[[ DATASET EXCERPTS open ]]

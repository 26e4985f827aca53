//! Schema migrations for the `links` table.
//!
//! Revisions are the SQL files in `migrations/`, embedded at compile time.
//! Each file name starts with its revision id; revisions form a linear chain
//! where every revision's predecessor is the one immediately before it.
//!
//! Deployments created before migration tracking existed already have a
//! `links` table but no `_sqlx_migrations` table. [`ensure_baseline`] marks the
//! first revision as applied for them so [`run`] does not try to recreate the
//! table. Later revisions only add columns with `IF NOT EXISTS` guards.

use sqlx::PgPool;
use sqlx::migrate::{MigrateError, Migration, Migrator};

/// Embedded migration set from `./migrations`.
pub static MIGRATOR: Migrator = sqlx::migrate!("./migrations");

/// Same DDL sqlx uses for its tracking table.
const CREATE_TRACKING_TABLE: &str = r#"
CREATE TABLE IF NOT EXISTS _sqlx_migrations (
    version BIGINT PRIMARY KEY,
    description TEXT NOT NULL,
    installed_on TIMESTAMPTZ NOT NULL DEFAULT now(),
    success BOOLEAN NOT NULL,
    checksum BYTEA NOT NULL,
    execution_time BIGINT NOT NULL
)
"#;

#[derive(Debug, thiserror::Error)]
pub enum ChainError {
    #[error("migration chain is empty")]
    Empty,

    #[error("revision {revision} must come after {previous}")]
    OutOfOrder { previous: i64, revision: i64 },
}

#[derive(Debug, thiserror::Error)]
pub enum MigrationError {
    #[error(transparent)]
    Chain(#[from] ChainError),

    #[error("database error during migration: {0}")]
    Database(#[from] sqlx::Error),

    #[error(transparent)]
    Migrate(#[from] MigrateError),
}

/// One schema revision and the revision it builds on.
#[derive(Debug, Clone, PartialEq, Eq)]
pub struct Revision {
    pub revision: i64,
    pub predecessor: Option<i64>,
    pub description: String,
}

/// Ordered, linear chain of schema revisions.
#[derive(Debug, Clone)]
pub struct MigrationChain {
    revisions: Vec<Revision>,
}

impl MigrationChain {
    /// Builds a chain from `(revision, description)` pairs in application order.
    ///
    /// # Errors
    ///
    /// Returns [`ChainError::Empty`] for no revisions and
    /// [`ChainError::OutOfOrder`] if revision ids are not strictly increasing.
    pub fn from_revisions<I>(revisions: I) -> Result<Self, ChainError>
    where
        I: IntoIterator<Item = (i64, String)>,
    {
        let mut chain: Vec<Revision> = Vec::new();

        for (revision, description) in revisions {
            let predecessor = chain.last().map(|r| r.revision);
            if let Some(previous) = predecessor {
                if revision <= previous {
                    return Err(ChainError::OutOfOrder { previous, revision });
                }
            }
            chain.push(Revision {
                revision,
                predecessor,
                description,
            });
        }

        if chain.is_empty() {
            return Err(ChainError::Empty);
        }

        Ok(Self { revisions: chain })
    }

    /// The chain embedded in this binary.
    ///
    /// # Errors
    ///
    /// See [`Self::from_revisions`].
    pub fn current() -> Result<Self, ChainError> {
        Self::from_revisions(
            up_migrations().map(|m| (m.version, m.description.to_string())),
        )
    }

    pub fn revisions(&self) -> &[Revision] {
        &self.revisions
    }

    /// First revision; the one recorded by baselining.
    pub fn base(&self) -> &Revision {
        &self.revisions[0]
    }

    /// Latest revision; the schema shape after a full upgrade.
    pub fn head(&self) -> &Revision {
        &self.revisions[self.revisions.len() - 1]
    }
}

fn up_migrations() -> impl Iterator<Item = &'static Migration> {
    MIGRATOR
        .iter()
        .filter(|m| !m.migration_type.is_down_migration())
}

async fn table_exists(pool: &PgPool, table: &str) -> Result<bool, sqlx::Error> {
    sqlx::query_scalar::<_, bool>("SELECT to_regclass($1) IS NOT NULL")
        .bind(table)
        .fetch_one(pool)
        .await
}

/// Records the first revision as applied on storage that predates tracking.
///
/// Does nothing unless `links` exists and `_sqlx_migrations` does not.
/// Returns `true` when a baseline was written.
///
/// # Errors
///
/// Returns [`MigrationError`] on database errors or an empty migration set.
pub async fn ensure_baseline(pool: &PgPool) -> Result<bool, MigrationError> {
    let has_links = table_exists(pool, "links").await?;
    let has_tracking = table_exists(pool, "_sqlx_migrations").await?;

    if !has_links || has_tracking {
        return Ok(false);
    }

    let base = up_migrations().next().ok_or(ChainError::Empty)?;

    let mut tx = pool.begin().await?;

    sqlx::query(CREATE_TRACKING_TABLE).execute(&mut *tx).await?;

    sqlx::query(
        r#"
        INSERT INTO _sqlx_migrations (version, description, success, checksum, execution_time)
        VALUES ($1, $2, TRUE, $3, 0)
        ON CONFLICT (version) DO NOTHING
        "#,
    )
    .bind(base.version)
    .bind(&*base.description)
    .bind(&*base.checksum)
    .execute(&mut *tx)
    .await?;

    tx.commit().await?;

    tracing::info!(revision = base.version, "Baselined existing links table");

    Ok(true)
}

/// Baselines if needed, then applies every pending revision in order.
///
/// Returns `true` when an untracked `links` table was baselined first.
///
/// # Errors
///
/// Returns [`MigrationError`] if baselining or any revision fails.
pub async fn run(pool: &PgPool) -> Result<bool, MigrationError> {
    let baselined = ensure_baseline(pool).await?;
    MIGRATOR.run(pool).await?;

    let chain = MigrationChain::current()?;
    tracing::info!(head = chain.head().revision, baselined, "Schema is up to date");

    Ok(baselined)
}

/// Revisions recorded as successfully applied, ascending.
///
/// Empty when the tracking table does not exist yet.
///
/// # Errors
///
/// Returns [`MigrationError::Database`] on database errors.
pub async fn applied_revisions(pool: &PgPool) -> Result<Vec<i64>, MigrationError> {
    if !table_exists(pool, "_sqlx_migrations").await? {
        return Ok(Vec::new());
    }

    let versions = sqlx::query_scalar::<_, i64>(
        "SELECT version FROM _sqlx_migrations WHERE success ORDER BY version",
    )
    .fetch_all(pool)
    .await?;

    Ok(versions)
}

[[ DATASET EXCERPTS closed ]]

• EXERCISE DETAILS
Copy each entry exactly.

• RESPONSE
repository 26e4985f827aca53
//! Schema migrations for the `links` table.
//!
//! Revisions are the SQL files in `migrations/`, embedded at compile time.
//! Each file name starts with its revision id; revisions form a linear chain
//! where every revision's predecessor is the one immediately before it.
//!
//! Deployments created before migration tracking existed already have a
//! `links` table but no `_sqlx_migrations` table. [`ensure_baseline`] marks the
//! first revision as applied for them so [`run`] does not try to recreate the
//! table. Later revisions only add columns with `IF NOT EXISTS` guards.

use sqlx::PgPool;
use sqlx::migrate::{MigrateError, Migration, Migrator};

/// Embedded migration set from `./migrations`.
pub static MIGRATOR: Migrator = sqlx::migrate!("./migrations");

/// Same DDL sqlx uses for its tracking table.
const CREATE_TRACKING_TABLE: &str = r#"
CREATE TABLE IF NOT EXISTS _sqlx_migrations (
    version BIGINT PRIMARY KEY,
    description TEXT NOT NULL,
    installed_on TIMESTAMPTZ NOT NULL DEFAULT now(),
    success BOOLEAN NOT NULL,
    checksum BYTEA NOT NULL,
    execution_time BIGINT NOT NULL
)
"#;

#[derive(Debug, thiserror::Error)]
pub enum ChainError {
    #[error("migration chain is empty")]
    Empty,

    #[error("revision {revision} must come after {previous}")]
    OutOfOrder { previous: i64, revision: i64 },
}

#[derive(Debug, thiserror::Error)]
pub enum MigrationError {
    #[error(transparent)]
    Chain(#[from] ChainError),

    #[error("database error during migration: {0}")]
    Database(#[from] sqlx::Error),

    #[error(transparent)]
    Migrate(#[from] MigrateError),
}

/// One schema revision and the revision it builds on.
#[derive(Debug, Clone, PartialEq, Eq)]
pub struct Revision {
    pub revision: i64,
    pub predecessor: Option<i64>,
    pub description: String,
}

/// Ordered, linear chain of schema revisions.
#[derive(Debug, Clone)]
pub struct MigrationChain {
    revisions: Vec<Revision>,
}

impl MigrationChain {
    /// Builds a chain from `(revision, description)` pairs in application order.
    ///
    /// # Errors
    ///
    /// Returns [`ChainError::Empty`] for no revisions and
    /// [`ChainError::OutOfOrder`] if revision ids are not strictly increasing.
    pub fn from_revisions<I>(revisions: I) -> Result<Self, ChainError>
    where
        I: IntoIterator<Item = (i64, String)>,
    {
        let mut chain: Vec<Revision> = Vec::new();

        for (revision, description) in revisions {
            let predecessor = chain.last().map(|r| r.revision);
            if let Some(previous) = predecessor {
                if revision <= previous {
                    return Err(ChainError::OutOfOrder { previous, revision });
                }
            }
            chain.push(Revision {
                revision,
                predecessor,
                description,
            });
        }

        if chain.is_empty() {
            return Err(ChainError::Empty);
        }

        Ok(Self { revisions: chain })
    }

    /// The chain embedded in this binary.
    ///
    /// # Errors
    ///
    /// See [`Self::from_revisions`].
    pub fn current() -> Result<Self, ChainError> {
        Self::from_revisions(
            up_migrations().map(|m| (m.version, m.description.to_string())),
        )
    }

    pub fn revisions(&self) -> &[Revision] {
        &self.revisions
    }

    /// First revision; the one recorded by baselining.
    pub fn base(&self) -> &Revision {
        &self.revisions[0]
    }

    /// Latest revision; the schema shape after a full upgrade.
    pub fn head(&self) -> &Revision {
        &self.revisions[self.revisions.len() - 1]
    }
}

fn up_migrations() -> impl Iterator<Item = &'static Migration> {
    MIGRATOR
        .iter()
        .filter(|m| !m.migration_type.is_down_migration())
}

async fn table_exists(pool: &PgPool, table: &str) -> Result<bool, sqlx::Error> {
    sqlx::query_scalar::<_, bool>("SELECT to_regclass($1) IS NOT NULL")
        .bind(table)
        .fetch_one(pool)
        .await
}

/// Records the first revision as applied on storage that predates tracking.
///
/// Does nothing unless `links` exists and `_sqlx_migrations` does not.
/// Returns `true` when a baseline was written.
///
/// # Errors
///
/// Returns [`MigrationError`] on database errors or an empty migration set.
pub async fn ensure_baseline(pool: &PgPool) -> Result<bool, MigrationError> {
    let has_links = table_exists(pool, "links").await?;
    let has_tracking = table_exists(pool, "_sqlx_migrations").await?;

    if !has_links || has_tracking {
        return Ok(false);
    }

    let base = up_migrations().next().ok_or(ChainError::Empty)?;

    let mut tx = pool.begin().await?;

    sqlx::query(CREATE_TRACKING_TABLE).execute(&mut *tx).await?;

    sqlx::query(
        r#"
        INSERT INTO _sqlx_migrations (version, description, success, checksum, execution_time)
        VALUES ($1, $2, TRUE, $3, 0)
        ON CONFLICT (version) DO NOTHING
        "#,
    )
    .bind(base.version)
    .bind(&*base.description)
    .bind(&*base.checksum)
    .execute(&mut *tx)
    .await?;

    tx.commit().await?;

    tracing::info!(revision = base.version, "Baselined existing links table");

    Ok(true)
}

/// Baselines if needed, then applies every pending revision in order.
///
/// Returns `true` when an untracked `links` table was baselined first.
///
/// # Errors
///
/// Returns [`MigrationError`] if baselining or any revision fails.
pub async fn run(pool: &PgPool) -> Result<bool, MigrationError> {
    let baselined = ensure_baseline(pool).await?;
    MIGRATOR.run(pool).await?;

    let chain = MigrationChain::current()?;
    tracing::info!(head = chain.head().revision, baselined, "Schema is up to date");

    Ok(baselined)
}

/// Revisions recorded as successfully applied, ascending.
///
/// Empty when the tracking table does not exist yet.
///
/// # Errors
///
/// Returns [`MigrationError::Database`] on database errors.
pub async fn applied_revisions(pool: &PgPool) -> Result<Vec<i64>, MigrationError> {
    if !table_exists(pool, "_sqlx_migrations").await? {
        return Ok(Vec::new());
    }

    let versions = sqlx::query_scalar::<_, i64>(
        "SELECT version FROM _sqlx_migrations WHERE success ORDER BY version",
    )
    .fetch_all(pool)
    .await?;

    Ok(versions)
}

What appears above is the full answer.